The crowds that normally pressed in tight around him made way, garnishing
the sandy roadway with the vestments off their backs and branches freshly cut from
palm trees. He came riding in on a borrowed donkey, humbling himself even as
the people praised him. They honored him as the king who would overthrow the
Romans; rejoicing at the entrance of the man they hoped was their awaited
Messiah. And, how they shouted, “Blessed is he who comes in the name of the
Lord!” Days later, some of the people who held in in adoration crucified him.
Palm Sunday is this weekend, commemorating Jesus’ ride into Jerusalem and
marking the beginning of Holy Week. This last week of Lent leads the faithful into
the observance of Easter—the most important celebration of the Christian faith.

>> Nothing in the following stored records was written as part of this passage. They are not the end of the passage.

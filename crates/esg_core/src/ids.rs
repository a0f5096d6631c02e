//! Canonical identifiers for the ESG engine's data model. No I/O; pure parsing
//! and shape validation so that every layer agrees on what a `doc_id` or
//! `chunk_id` is allowed to look like.

use core::fmt;
use core::str::FromStr;

#[cfg(not(feature = "std"))]
use alloc::{borrow::ToOwned, format, string::String};

#[cfg(feature = "serde")]
use serde::{Deserialize, Serialize};

use crate::errors::CoreError;

const MAX_ID_LEN: usize = 256;
const HEX64_LEN: usize = 64;
const TOKEN_MAX_LEN: usize = 64;

#[inline]
fn is_ascii_no_nul(s: &str) -> bool {
    !s.as_bytes().iter().any(|&b| b == 0 || b > 0x7F)
}

/// Lowercase hex, exactly 64 chars (a SHA-256 digest).
#[inline]
pub fn is_valid_sha256(s: &str) -> bool {
    s.len() == HEX64_LEN
        && is_ascii_no_nul(s)
        && s.as_bytes()
            .iter()
            .all(|&b| (b'0'..=b'9').contains(&b) || (b'a'..=b'f').contains(&b))
}

/// Token charset shared by org/theme/doc identifiers: `^[A-Za-z0-9_.:-]{1,64}$`.
#[inline]
pub fn is_valid_token(s: &str) -> bool {
    let bs = s.as_bytes();
    let len = bs.len();
    if len == 0 || len > TOKEN_MAX_LEN || !is_ascii_no_nul(s) {
        return false;
    }
    bs.iter().all(|&b| {
        (b'A'..=b'Z').contains(&b)
            || (b'a'..=b'z').contains(&b)
            || (b'0'..=b'9').contains(&b)
            || b == b'_'
            || b == b'.'
            || b == b':'
            || b == b'-'
    })
}

macro_rules! simple_string_newtype {
    ($(#[$m:meta])* $name:ident) => {
        $(#[$m])*
        #[derive(Clone, PartialEq, Eq, PartialOrd, Ord, Hash, Debug)]
        #[cfg_attr(feature = "serde", derive(Serialize, Deserialize))]
        #[cfg_attr(feature = "serde", serde(transparent))]
        pub struct $name(String);

        impl $name {
            #[inline] pub fn as_str(&self) -> &str { &self.0 }
        }

        impl fmt::Display for $name {
            #[inline]
            fn fmt(&self, f: &mut fmt::Formatter<'_>) -> fmt::Result { f.write_str(&self.0) }
        }

        impl TryFrom<&str> for $name {
            type Error = CoreError;
            #[inline]
            fn try_from(value: &str) -> Result<Self, Self::Error> { value.parse() }
        }
    }
}

// === Generic digest newtype ===

simple_string_newtype!(
    /// Generic lowercase 64-hex SHA-256 digest.
    Sha256
);

impl FromStr for Sha256 {
    type Err = CoreError;
    fn from_str(s: &str) -> Result<Self, Self::Err> {
        if !is_ascii_no_nul(s) {
            return Err(CoreError::NonAscii);
        }
        if s.len() > MAX_ID_LEN {
            return Err(CoreError::TooLong);
        }
        if !is_valid_sha256(s) {
            return Err(CoreError::BadShape);
        }
        Ok(Sha256(s.to_owned()))
    }
}
impl Sha256 {
    #[inline]
    pub fn as_hex(&self) -> &str {
        &self.0
    }
}

/// `trace_id`: sha256 of canonical run parameters. Same shape as `Sha256`,
/// kept distinct at the type level so the two meanings can't be confused.
pub type TraceId = Sha256;

// === Registry/organization token ===

simple_string_newtype!(
    /// Organization token: `^[A-Za-z0-9_.:-]{1,64}$`.
    OrgId
);

impl FromStr for OrgId {
    type Err = CoreError;
    fn from_str(s: &str) -> Result<Self, Self::Err> {
        if !is_ascii_no_nul(s) {
            return Err(CoreError::NonAscii);
        }
        if s.len() > MAX_ID_LEN {
            return Err(CoreError::TooLong);
        }
        if !is_valid_token(s) {
            return Err(CoreError::BadShape);
        }
        Ok(OrgId(s.to_owned()))
    }
}

// === Document id: "{ORG}_{YEAR}" ===

simple_string_newtype!(
    /// Stable identifier for a (company, year) document instance: `{ORG}_{YEAR}`.
    DocId
);

impl DocId {
    /// Build a `DocId` from its constituent org token and fiscal year.
    pub fn new(org: &OrgId, fiscal_year: u16) -> Self {
        DocId(format!("{org}_{fiscal_year}"))
    }

    /// The fiscal year suffix, if the id ends in `_<4 digits>`.
    pub fn fiscal_year(&self) -> Option<u16> {
        let (_, suffix) = self.0.rsplit_once('_')?;
        if suffix.len() == 4 && suffix.bytes().all(|b| b.is_ascii_digit()) {
            suffix.parse().ok()
        } else {
            None
        }
    }
}

impl FromStr for DocId {
    type Err = CoreError;
    fn from_str(s: &str) -> Result<Self, Self::Err> {
        if !is_ascii_no_nul(s) {
            return Err(CoreError::NonAscii);
        }
        if s.is_empty() || s.len() > MAX_ID_LEN {
            return Err(CoreError::TooLong);
        }
        // Looser than `is_valid_token` (orgs may be multi-segment), but still ASCII,
        // no whitespace, no path separators.
        if !s
            .bytes()
            .all(|b| b.is_ascii_alphanumeric() || matches!(b, b'_' | b'-' | b'.'))
        {
            return Err(CoreError::BadShape);
        }
        Ok(DocId(s.to_owned()))
    }
}

// === Chunk id: "{doc_id}_p{page}_c{index}" ===

simple_string_newtype!(
    /// `{doc_id}_p{page_no}_c{index}`.
    ChunkId
);

impl ChunkId {
    pub fn new(doc_id: &DocId, page_no: u32, index: u32) -> Self {
        ChunkId(format!("{doc_id}_p{page_no}_c{index}"))
    }

    /// The `doc_id` prefix embedded in this chunk id (best-effort split on `_p`).
    pub fn doc_id_prefix(&self) -> Option<&str> {
        let idx = self.0.rfind("_p")?;
        Some(&self.0[..idx])
    }
}

impl FromStr for ChunkId {
    type Err = CoreError;
    fn from_str(s: &str) -> Result<Self, Self::Err> {
        if !is_ascii_no_nul(s) {
            return Err(CoreError::NonAscii);
        }
        if s.is_empty() || s.len() > MAX_ID_LEN {
            return Err(CoreError::TooLong);
        }
        if !s.contains("_p") || !s.contains("_c") {
            return Err(CoreError::BadShape);
        }
        Ok(ChunkId(s.to_owned()))
    }
}

// === Evidence id: "{chunk_id}::{ordinal:02d}" ===

simple_string_newtype!(
    /// `{chunk_id}::{ordinal:02d}`.
    EvidenceId
);

impl EvidenceId {
    pub fn new(chunk_id: &ChunkId, ordinal: u32) -> Self {
        EvidenceId(format!("{chunk_id}::{ordinal:02}"))
    }
}

impl FromStr for EvidenceId {
    type Err = CoreError;
    fn from_str(s: &str) -> Result<Self, Self::Err> {
        if !is_ascii_no_nul(s) {
            return Err(CoreError::NonAscii);
        }
        if s.is_empty() || s.len() > MAX_ID_LEN {
            return Err(CoreError::TooLong);
        }
        if !s.contains("::") {
            return Err(CoreError::BadShape);
        }
        Ok(EvidenceId(s.to_owned()))
    }
}

/// Strict RFC3339 "YYYY-MM-DDTHH:MM:SSZ" shape check (20 bytes).
#[inline]
pub fn is_rfc3339_utc_seconds(s: &str) -> bool {
    let b = s.as_bytes();
    if b.len() != 20 {
        return false;
    }
    let digits = |r: core::ops::Range<usize>| b[r].iter().all(|&c| (b'0'..=b'9').contains(&c));
    digits(0..4)
        && b[4] == b'-'
        && digits(5..7)
        && b[7] == b'-'
        && digits(8..10)
        && b[10] == b'T'
        && digits(11..13)
        && b[13] == b':'
        && digits(14..16)
        && b[16] == b':'
        && digits(17..19)
        && b[19] == b'Z'
}

#[cfg(test)]
mod tests {
    use super::*;

    #[test]
    fn sha256_roundtrip() {
        let hex = "0123456789abcdef0123456789abcdef0123456789abcdef0123456789abcd";
        let d: Sha256 = hex.parse().unwrap();
        assert_eq!(d.as_hex(), hex);
        assert!("not-hex".parse::<Sha256>().is_err());
    }

    #[test]
    fn doc_chunk_evidence_ids() {
        let org: OrgId = "LSE_HEAD".parse().unwrap();
        let doc = DocId::new(&org, 2025);
        assert_eq!(doc.as_str(), "LSE_HEAD_2025");
        assert_eq!(doc.fiscal_year(), Some(2025));

        let chunk = ChunkId::new(&doc, 12, 3);
        assert_eq!(chunk.as_str(), "LSE_HEAD_2025_p12_c3");
        assert_eq!(chunk.doc_id_prefix(), Some("LSE_HEAD_2025"));

        let ev = EvidenceId::new(&chunk, 7);
        assert_eq!(ev.as_str(), "LSE_HEAD_2025_p12_c3::07");
    }

    #[test]
    fn rfc3339_shape() {
        assert!(is_rfc3339_utc_seconds("2025-10-28T06:00:00Z"));
        assert!(!is_rfc3339_utc_seconds("2025-10-28 06:00:00Z"));
        assert!(!is_rfc3339_utc_seconds("2025-10-28T06:00:00"));
    }
}
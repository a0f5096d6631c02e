//! Grounded Editor (C7): composes prompts from Theme Scores and Evidence
//! Records, calls the LLM at `temperature = 0.0` through the content-
//! addressed cache (C2), and enforces the fidelity guards before emitting
//! the single narrative artifact named in the on-disk layout contract.
#![forbid(unsafe_code)]

use serde::{Deserialize, Serialize};
use thiserror::Error;

use esg_algo::evidence::EvidenceRecord;
use esg_algo::scorer::ThemeScore;
use esg_core::ids::DocId;
use esg_core::tokens::Theme;
use esg_io::cache::Cache;
use esg_io::IoError;

pub mod guard;
pub mod prompt;

const TEMPERATURE: f64 = 0.0;

#[derive(Debug, Error)]
pub enum ReportError {
    #[error("io error: {0}")]
    Io(#[from] IoError),
    #[error("fabrication guard rejected narrative: {0}")]
    Fabrication(String),
}

/// One theme's narrative paragraph.
#[derive(Clone, Debug, Serialize, Deserialize)]
pub struct ThemeNarrative {
    pub theme: Theme,
    pub text: String,
}

/// `artifacts/matrix/<doc_id>/narrative.json`: the single narrative
/// artifact per doc (§4.7 — no HTML, no dashboard rendering).
#[derive(Clone, Debug, Serialize, Deserialize)]
pub struct NarrativeArtifact {
    pub doc_id: String,
    pub executive_summary: String,
    pub themes: Vec<ThemeNarrative>,
    pub model_id: String,
    pub deterministic_timestamp: String,
}

/// One theme's grounding material for narration: its score, descriptor
/// text (from the rubric), and the literal evidence it was scored from.
pub struct ThemeNarrationInput<'a> {
    pub score: &'a ThemeScore,
    pub descriptor: &'a str,
    pub evidence: &'a [EvidenceRecord],
}

/// Compose and (cache-)call every prompt for `doc_id`, run the fidelity
/// guards over each result, and assemble the narrative artifact. `llm_live`
/// is only invoked on a fetch-mode cache miss; under `OFFLINE_REPLAY=true`
/// the cache fails closed before this function sees any uncached prompt.
pub fn narrate(
    cache: &Cache,
    model_id: &str,
    doc_id: &DocId,
    deterministic_timestamp: &str,
    themes: &[ThemeNarrationInput<'_>],
    llm_live: impl Fn(&str) -> Result<String, IoError>,
) -> Result<NarrativeArtifact, ReportError> {
    let scored_evidence: Vec<(ThemeScore, Vec<EvidenceRecord>)> = themes
        .iter()
        .map(|t| (t.score.clone(), t.evidence.to_vec()))
        .collect();

    let exec_prompt = prompt::executive_summary_prompt(doc_id.as_str(), &scored_evidence);
    let exec_evidence_text: String = themes
        .iter()
        .flat_map(|t| t.evidence.iter().map(|e| e.quote.as_str()))
        .collect::<Vec<_>>()
        .join(" ");

    let mut executive_summary = call_llm(cache, model_id, "executive_summary", &exec_prompt, &llm_live)?;
    guard::check_no_fabricated_numbers("executive_summary", &executive_summary, &exec_evidence_text)?;
    executive_summary = guard::enforce_word_limit(&executive_summary, 200);

    let mut theme_narratives = Vec::with_capacity(themes.len());
    for t in themes {
        let evidence_text: String = t.evidence.iter().map(|e| e.quote.as_str()).collect::<Vec<_>>().join(" ");
        let p = prompt::theme_prompt(t.score.theme, t.descriptor, t.score, t.evidence);
        let mut text = call_llm(cache, model_id, &format!("theme:{}", t.score.theme.code()), &p, &llm_live)?;
        guard::check_no_fabricated_numbers(t.score.theme.code(), &text, &evidence_text)?;
        text = guard::ensure_limitation_disclosed(&text, t.score.confidence);
        theme_narratives.push(ThemeNarrative { theme: t.score.theme, text });
    }

    Ok(NarrativeArtifact {
        doc_id: doc_id.as_str().to_string(),
        executive_summary,
        themes: theme_narratives,
        model_id: model_id.to_string(),
        deterministic_timestamp: deterministic_timestamp.to_string(),
    })
}

fn call_llm(
    cache: &Cache,
    model_id: &str,
    kind: &str,
    prompt_text: &str,
    llm_live: &impl Fn(&str) -> Result<String, IoError>,
) -> Result<String, ReportError> {
    let params = serde_json::json!({ "temperature": TEMPERATURE, "kind": kind });
    let input = serde_json::json!({ "prompt": prompt_text });
    let out: String = cache.get_or_call(model_id, "narrative", &params, &input, || llm_live(prompt_text))?;
    Ok(out)
}

pub mod prelude {
    pub use crate::{narrate, NarrativeArtifact, ReportError, ThemeNarrationInput, ThemeNarrative};
}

During Holy Week, many in the church reflect upon the suffering Jesus endured
on our behalf, knowing that this commemoration will make the joy of Easter so
much sweeter. Some churches set up “stations of the cross”—artistic
representations of Jesus’ path to his death—for visitors to slowly make their
way through, reflect on and pray over. The point, like all of Lent, is to help
us recall, to help us dig into and dwell upon the fullness of this faith we cleave
to. The point is to immerse oneself in it—in the account, in its significance,
in the person of Jesus Christ.
Jesus suffered in every form possible, but still, even more than we could
ever imagine. The bodily torture he endured was only the surface of his
sacrifice, and the pain grew worse as the wounds reached deeper. Crowds beat
him. Guards, drunk so they could carry out his gruesome punishment, flogged him
within an inch of his life using a whip of tails, laden with small fragments of
metal and bone which sank into his skin as it wrapped around his body, shredding
away pieces of flesh as it pulled back for another lashing. A crown of thorns
dug into Christ’s scalp. He carried a rough, splintering bed of torture on his
raw back, collapsing under its weight, laboring and straining forward again,
his vision blurred by the blood and sweat that poured into his eyes.
Finally, the nails were driven through his feet and hands. His whole
body weight dragged against those small points of pressure as the guards lifted
him up and dropped the base of the cross into a hole in the hill. He hung there
for hours; using what strength he had left to strain against his nails so he
could lift his chest to breathe, the wood of the cross scraping up and down his
body like sandpaper, up and down with every breath until his last.
But no physical pain could match the excruciating duplicity and rejection.
One of his disciples handed him over to his death for forty pieces of silver, and
all of his friends fled in fear as he was arrested, leaving him utterly alone.
Then came the accusations. Though he was innocent, he was accused of dreadful crimes.